As for b), how can I compute the asked probability? I know that $A$ has probability of wining any of the patches with value $0.2$, but when it says "at least," I can understand it.

Thank you.

 

[chisigma]

Two ping-pong players $A$ & $B$ play a series of 10 matches. The probability that $A$ wins any of the matches is $0.2$

a) If the probability that $A$ wins exactly $k$ matches in the series is $0.888$. What's the value of $k$?

b) What's the probability that $A$ wins at least two matches?

---------------

I ain't good with these stuff, so I hope you guys may help me please. :D
The part a) states that $A$ could win 2, 3, 5 or 8 matches and the probability is the same, is this assumption correct? How to find the value of $k$?

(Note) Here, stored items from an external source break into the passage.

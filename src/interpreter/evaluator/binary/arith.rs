use crate::{
    error::RuntimeError,
    interpreter::{evaluator::core::EvalResult, value::Value},
};

/// Evaluates `+`.
///
/// Integer pairs stay integral; any other numeric pair produces a float.
/// Strings concatenate, and matrices of identical shape add elementwise.
///
/// # Example
/// ```
/// use dakota::interpreter::{evaluator::binary::arith::add, value::Value};
///
/// let sum = add(&Value::Integer(1), &Value::Float(0.5)).unwrap();
/// assert_eq!(sum, Value::Float(1.5));
/// ```
pub fn add(left: &Value, right: &Value) -> EvalResult<Value> {
    match (left, right) {
        (Value::Integer(a), Value::Integer(b)) => Ok(Value::Integer(a.wrapping_add(*b))),
        (a, b) if a.is_numeric() && b.is_numeric() => {
            Ok(Value::Float(a.as_float()? + b.as_float()?))
        },
        (Value::Str(a), Value::Str(b)) => Ok(Value::Str(format!("{a}{b}"))),
        (Value::Matrix(a), Value::Matrix(b)) => Ok(Value::Matrix(a.zip(b, "addition", |x, y| x + y)?)),
        _ => Err(RuntimeError::TypeMismatch { details: "Cannot add values of these types".to_string(), }),
    }
}

/// Evaluates binary `-`. Defined for numeric pairs and same-shape matrices.
pub fn sub(left: &Value, right: &Value) -> EvalResult<Value> {
    match (left, right) {
        (Value::Integer(a), Value::Integer(b)) => Ok(Value::Integer(a.wrapping_sub(*b))),
        (a, b) if a.is_numeric() && b.is_numeric() => {
            Ok(Value::Float(a.as_float()? - b.as_float()?))
        },
        (Value::Matrix(a), Value::Matrix(b)) => {
            Ok(Value::Matrix(a.zip(b, "subtraction", |x, y| x - y)?))
        },
        _ => Err(RuntimeError::TypeMismatch { details:
                                                  "Cannot subtract values of these types".to_string(), }),
    }
}

/// Evaluates `*`.
///
/// Scalar-by-matrix multiplication broadcasts elementwise, in either
/// operand order. Two matrices do not multiply with `*`; that is what
/// `mult` is for.
pub fn mul(left: &Value, right: &Value) -> EvalResult<Value> {
    match (left, right) {
        (Value::Integer(a), Value::Integer(b)) => Ok(Value::Integer(a.wrapping_mul(*b))),
        (a, b) if a.is_numeric() && b.is_numeric() => {
            Ok(Value::Float(a.as_float()? * b.as_float()?))
        },
        (Value::Matrix(m), scalar) if scalar.is_numeric() => {
            let factor = scalar.as_float()?;
            Ok(Value::Matrix(m.map(|x| x * factor)))
        },
        (scalar, Value::Matrix(m)) if scalar.is_numeric() => {
            let factor = scalar.as_float()?;
            Ok(Value::Matrix(m.map(|x| x * factor)))
        },
        _ => Err(RuntimeError::TypeMismatch { details:
                                                  "Cannot multiply values of these types".to_string(), }),
    }
}

/// Evaluates `/`. The result is always a float; a scalar divisor applies
/// elementwise to a matrix. Division by zero is an error.
pub fn div(left: &Value, right: &Value) -> EvalResult<Value> {
    match (left, right) {
        (a, b) if a.is_numeric() && b.is_numeric() => {
            let divisor = b.as_float()?;
            if divisor == 0.0 {
                return Err(RuntimeError::DivisionByZero);
            }
            Ok(Value::Float(a.as_float()? / divisor))
        },
        (Value::Matrix(m), scalar) if scalar.is_numeric() => {
            let divisor = scalar.as_float()?;
            if divisor == 0.0 {
                return Err(RuntimeError::DivisionByZero);
            }
            Ok(Value::Matrix(m.map(|x| x / divisor)))
        },
        _ => Err(RuntimeError::TypeMismatch { details:
                                                  "Cannot divide values of these types".to_string(), }),
    }
}

/// Evaluates `%`. Integer operands only; a zero divisor is an error.
pub fn modulo(left: &Value, right: &Value) -> EvalResult<Value> {
    match (left, right) {
        (Value::Integer(a), Value::Integer(b)) => {
            if *b == 0 {
                return Err(RuntimeError::ModuloByZero);
            }
            Ok(Value::Integer(a.wrapping_rem(*b)))
        },
        _ => Err(RuntimeError::TypeMismatch { details:
                                                  "Modulo operation requires integer operands".to_string(), }),
    }
}

/// Evaluates `**` via IEEE `pow`; the result is always a float.
pub fn pow(left: &Value, right: &Value) -> EvalResult<Value> {
    match (left, right) {
        (a, b) if a.is_numeric() && b.is_numeric() => {
            Ok(Value::Float(a.as_float()?.powf(b.as_float()?)))
        },
        _ => Err(RuntimeError::TypeMismatch { details:
                                                  "Power operation requires numeric operands".to_string(), }),
    }
}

As for b), how can I compute the asked probability? I know that $A$ has probability of wining any of the patches with value $0.2$, but when it says "at least," I can understand it.

Thank you.

The probability that A wins k games of the 10 games is... $\displaystyle P \{k=0 \} = \binom {10}{0}\ .2^{0}\ .8^{10} = .10737...$

$\displaystyle P \{k=1 \} = \binom {10}{1}\ .2\ .8^{9} = .2684...$

$\displaystyle P \{k=2 \} = \binom {10}{2}\ .2^{2}\ .8^{8} = .3019...$

$\displaystyle P \{k=3 \} = \binom {10}{3}\ .2^{3}\ .8^{7} = .201326...$

... and it is fully evident that P= .888 doesn't correspond to any value of k. The probability $P\{k \ge 2\}$ is... $\displaystyle P\{k \ge 2\} = 1 - P\{k = 0\} - P\{k= 1\}\ (1)$

Kind regards

$\chi$ $\sigma$

 

[MarkFL]

I agree with chisigma that for part a) there is no solution, however, I suspect the given probability should be approximately 0.088. Then we may write:

$${10 \choose k}(0.2)^k(0.8)^{10-k}\approx0.088$$

Try successive values for $k$.

For part b) I would use the fact that:

$$P(\text{A wins less than two})+P(\text{A wins at least two})=1$$

We can arrange this as:

$$P(\text{A wins at least two})=1-P(\text{A wins zero OR A wins 1})$$

Can you proceed?

 

[Kudasai]

Okay so I have for b) that

$P(A)=1-P(A^c),$ so $P(A)=1-0.2=0.8.$ Is it correct? I think it's too easy to be correct.

Thanks.

 

[MarkFL]

Okay so I have for b) that

$P(A)=1-P(A^c),$ so $P(A)=1-0.2=0.8.$ Is it correct? I think it's too easy to be correct.

Thanks.

Yes, that's not correct. You want:

$$P(\text{A wins at least two})=1-P(\text{A wins zero OR A wins 1})$$

Now, we may write:

$$P(\text{A wins zero OR A wins 1})=P(\text{A wins zero})+P(\text{A wins one})$$

And apply the binomial probability formula to each event on the right.